Abstract

Peter Philips (1560/61–1628) and Richard Dering (1580–1630) were English-born composers whose Catholicism forced them to spend most of their careers abroad, largely in the Spanish Netherlands. Philips travelled to Italy in 1582, settled in Antwerp in 1590, and in 1597 obtained a job as organist to the archducal court in Brussels, where he remained until his death. Dering followed a broadly similar trajectory 20 years later: he travelled to Italy in 1612, and by 1617 had obtained a job as organist at a convent of exiled English Benedictine nuns in Brussels, returning to England in 1625. Both composers therefore worked as organists in Brussels from 1617 to 1625, and they may well have known each other.
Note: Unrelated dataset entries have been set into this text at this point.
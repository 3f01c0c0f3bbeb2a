use std::fmt;
use std::sync::Arc;

use tracing::debug;

use crate::builder::EditEmoji;
use crate::http::{LightMethod, Request, RequestHandler, Route};
use crate::internal::prelude::*;
use crate::json::{from_value, to_value};
use crate::model::id::{EmojiId, GuildId, RoleId};
use crate::model::user::User;
use crate::model::utils::deserialize_some;
use crate::model::Timestamp;

/// A sparse set of emoji attributes, as sent in emoji create and update payloads.
///
/// A field that is absent leaves the attribute unchanged when applied with [`Emoji::update`].
/// For nullable attributes, an explicit `null` is kept apart from an absent field and clears the
/// attribute.
#[derive(Clone, Debug, Default, Deserialize, PartialEq)]
#[non_exhaustive]
pub struct EmojiUpdate {
    #[serde(default, deserialize_with = "deserialize_some")]
    pub name: Option<Option<String>>,
    #[serde(default)]
    pub roles: Option<Vec<RoleId>>,
    #[serde(default, deserialize_with = "deserialize_some")]
    pub user: Option<Option<User>>,
    #[serde(default)]
    pub require_colons: Option<bool>,
    #[serde(default)]
    pub managed: Option<bool>,
    #[serde(default)]
    pub animated: Option<bool>,
    #[serde(default)]
    pub available: Option<bool>,
}

#[derive(Deserialize)]
struct EmojiData {
    id: EmojiId,
    #[serde(flatten)]
    update: EmojiUpdate,
}

/// Represents a custom guild emoji, which can either be created using the API, or via an
/// integration. Emojis created using the API only work within the guild it was created in.
///
/// Attributes mirror the data the emoji was built from; those never received stay `None`.
///
/// [Discord docs](https://discord.com/developers/docs/resources/emoji#emoji-object).
#[derive(Clone, Serialize)]
#[non_exhaustive]
pub struct Emoji {
    /// The Id of the emoji.
    pub id: EmojiId,
    /// The name of the emoji. It must be at least 2 characters long and can only contain
    /// alphanumeric characters and underscores.
    pub name: Option<String>,
    /// A list of role Ids that are allowed to use the emoji. If there are no roles specified,
    /// then usage is unrestricted.
    pub roles: Option<Vec<RoleId>>,
    /// The user who created the emoji.
    pub user: Option<User>,
    /// Whether the emoji name needs to be surrounded by colons in order to be used by the client.
    pub require_colons: Option<bool>,
    /// Whether the emoji is managed via an integration service.
    pub managed: Option<bool>,
    /// Whether the emoji is animated.
    pub animated: Option<bool>,
    /// Whether the emoji can be used. This may be false when the guild loses boosts.
    pub available: Option<bool>,
    #[serde(skip)]
    guild_id: GuildId,
    #[serde(skip)]
    http: Arc<dyn RequestHandler>,
}

impl Emoji {
    /// Builds an emoji of the given guild from its wire data.
    ///
    /// # Errors
    ///
    /// Returns [`Error::Json`] if the data has no `id` or a field of the wrong shape.
    pub fn new(guild_id: GuildId, http: Arc<dyn RequestHandler>, data: Value) -> Result<Self> {
        let EmojiData {
            id,
            update,
        } = from_value(data)?;

        let mut emoji = Self {
            id,
            name: None,
            roles: None,
            user: None,
            require_colons: None,
            managed: None,
            animated: None,
            available: None,
            guild_id,
            http,
        };
        emoji.update(update);

        Ok(emoji)
    }

    /// Copies the attributes present in `update` onto the emoji, leaving the others unchanged.
    pub fn update(&mut self, update: EmojiUpdate) {
        let EmojiUpdate {
            name,
            roles,
            user,
            require_colons,
            managed,
            animated,
            available,
        } = update;

        if let Some(name) = name {
            self.name = name;
        }
        if let Some(roles) = roles {
            self.roles = Some(roles);
        }
        if let Some(user) = user {
            self.user = user;
        }
        if let Some(require_colons) = require_colons {
            self.require_colons = Some(require_colons);
        }
        if let Some(managed) = managed {
            self.managed = Some(managed);
        }
        if let Some(animated) = animated {
            self.animated = Some(animated);
        }
        if let Some(available) = available {
            self.available = Some(available);
        }
    }

    /// The guild owning the emoji.
    #[must_use]
    pub fn guild_id(&self) -> GuildId {
        self.guild_id
    }

    /// Retrieves the time that the emoji was created at.
    #[must_use]
    pub fn created_at(&self) -> Timestamp {
        self.id.created_at()
    }

    /// The string that renders the emoji in a Discord message: `<:name:id>`, or `<a:name:id>`
    /// for animated emojis.
    #[must_use]
    pub fn format(&self) -> String {
        let prefix = if self.is_animated() { "a" } else { "" };
        format!("<{prefix}:{}:{}>", self.name.as_deref().unwrap_or_default(), self.id)
    }

    /// Generates a URL to the emoji's image.
    #[must_use]
    pub fn url(&self) -> String {
        let extension = if self.is_animated() { "gif" } else { "png" };
        cdn!("/emojis/{}.{}", self.id, extension)
    }

    fn is_animated(&self) -> bool {
        self.animated.unwrap_or(false)
    }

    /// Deletes the emoji, returning the transport's response unchanged.
    ///
    /// **Note**: The [Manage Emojis and Stickers] permission is required.
    ///
    /// # Errors
    ///
    /// Returns [`Error::Http`] if the current user lacks permission or the emoji no longer
    /// exists.
    ///
    /// [Manage Emojis and Stickers]: https://discord.com/developers/docs/topics/permissions
    pub async fn delete(&self, audit_log_reason: Option<&str>) -> Result<Value> {
        debug!(guild_id = %self.guild_id, emoji_id = %self.id, "deleting emoji");

        let request = Request::new(LightMethod::Delete, self.route())
            .audit_log_reason(audit_log_reason);
        self.http.request(request).await
    }

    /// Edits the emoji's name or roles.
    ///
    /// The emoji itself is left untouched: the raw updated representation is returned for the
    /// caller to apply, for example through [`EmojiUpdate`] and [`Self::update`].
    ///
    /// **Note**: The [Manage Emojis and Stickers] permission is required.
    ///
    /// # Examples
    ///
    /// Change the name of an emoji:
    ///
    /// ```rust,no_run
    /// # use riposte::model::guild::Emoji;
    /// # async fn run(mut emoji: Emoji) -> riposte::Result<()> {
    /// use riposte::builder::EditEmoji;
    /// use riposte::json::from_value;
    ///
    /// let raw = emoji.edit(EditEmoji::new().name("blobuwu")).await?;
    /// emoji.update(from_value(raw)?);
    /// assert_eq!(emoji.name.as_deref(), Some("blobuwu"));
    /// # Ok(())
    /// # }
    /// ```
    ///
    /// # Errors
    ///
    /// Returns [`Error::Http`] if the current user lacks permission or the name is invalid.
    ///
    /// [Manage Emojis and Stickers]: https://discord.com/developers/docs/topics/permissions
    pub async fn edit(&self, builder: EditEmoji<'_>) -> Result<Value> {
        debug!(guild_id = %self.guild_id, emoji_id = %self.id, "editing emoji");

        let request = Request::new(LightMethod::Patch, self.route())
            .body(Some(to_value(&builder)?))
            .audit_log_reason(builder.reason());
        self.http.request(request).await
    }

    /// Serializes the mirrored attributes, including the creation time derived from the id.
    ///
    /// Attributes never received are left out. `created_at` is an RFC 3339 string, like every
    /// other [`Timestamp`] in the models, not a number of milliseconds.
    ///
    /// # Errors
    ///
    /// Returns [`Error::Json`] if serialization fails.
    pub fn to_json(&self) -> Result<Value> {
        let mut value = to_value(self)?;
        if let Some(map) = value.as_object_mut() {
            map.retain(|_, v| !v.is_null());
            map.insert("created_at".into(), to_value(self.created_at())?);
        }

        Ok(value)
    }

    fn route(&self) -> Route<'static> {
        Route::GuildEmoji {
            guild_id: self.guild_id,
            emoji_id: self.id,
        }
    }
}

impl fmt::Debug for Emoji {
    fn fmt(&self, f: &mut fmt::Formatter<'_>) -> fmt::Result {
        f.debug_struct("Emoji")
            .field("id", &self.id)
            .field("name", &self.name)
            .field("roles", &self.roles)
            .field("user", &self.user)
            .field("require_colons", &self.require_colons)
            .field("managed", &self.managed)
            .field("animated", &self.animated)
            .field("available", &self.available)
            .field("guild_id", &self.guild_id)
            .finish_non_exhaustive()
    }
}

impl fmt::Display for Emoji {
    /// Formats the emoji into a string that will cause Discord clients to render the emoji.
    ///
    /// This is in the format of either `<:NAME:EMOJI_ID>` for normal emojis, or
    /// `<a:NAME:EMOJI_ID>` for animated emojis.
    fn fmt(&self, f: &mut fmt::Formatter<'_>) -> fmt::Result {
        f.write_str(&self.format())
    }
}

impl PartialEq for Emoji {
    fn eq(&self, other: &Self) -> bool {
        self.id == other.id
    }
}

impl Eq for Emoji {}

impl From<&Emoji> for EmojiId {
    /// Gets the Id of an [`Emoji`].
    fn from(emoji: &Emoji) -> EmojiId {
        emoji.id
    }
}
Their careers also brought them into more direct contact with the stylistic innovations of the early Italian Baroque than most of their English contemporaries, and they adapted their own musical output to match, composing Italian-texted madrigals and Latin motets, some with basso continuo parts at a time when these were a rarity in England. Philips is well known to keyboard players due to the inclusion of several of his compositions and arrangements in the Fitzwilliam Virginal Book (his complete keyboard music, also edited by David J. Smith, appears in Musica Britannica vol.75). Dering is better known among viol players, though little of his consort music has been recorded. Some of his motets have entered the choral repertory, with Factum est silentium for six voices being particularly popular on record. Two recent volumes of Musica Britannica present sacred music by Dering (vol.98) and music for instrumental consort by both composers (vol.101), offering the opportunity to consider these expatriate musicians’ work in relation to each other and to their complex historical circumstances.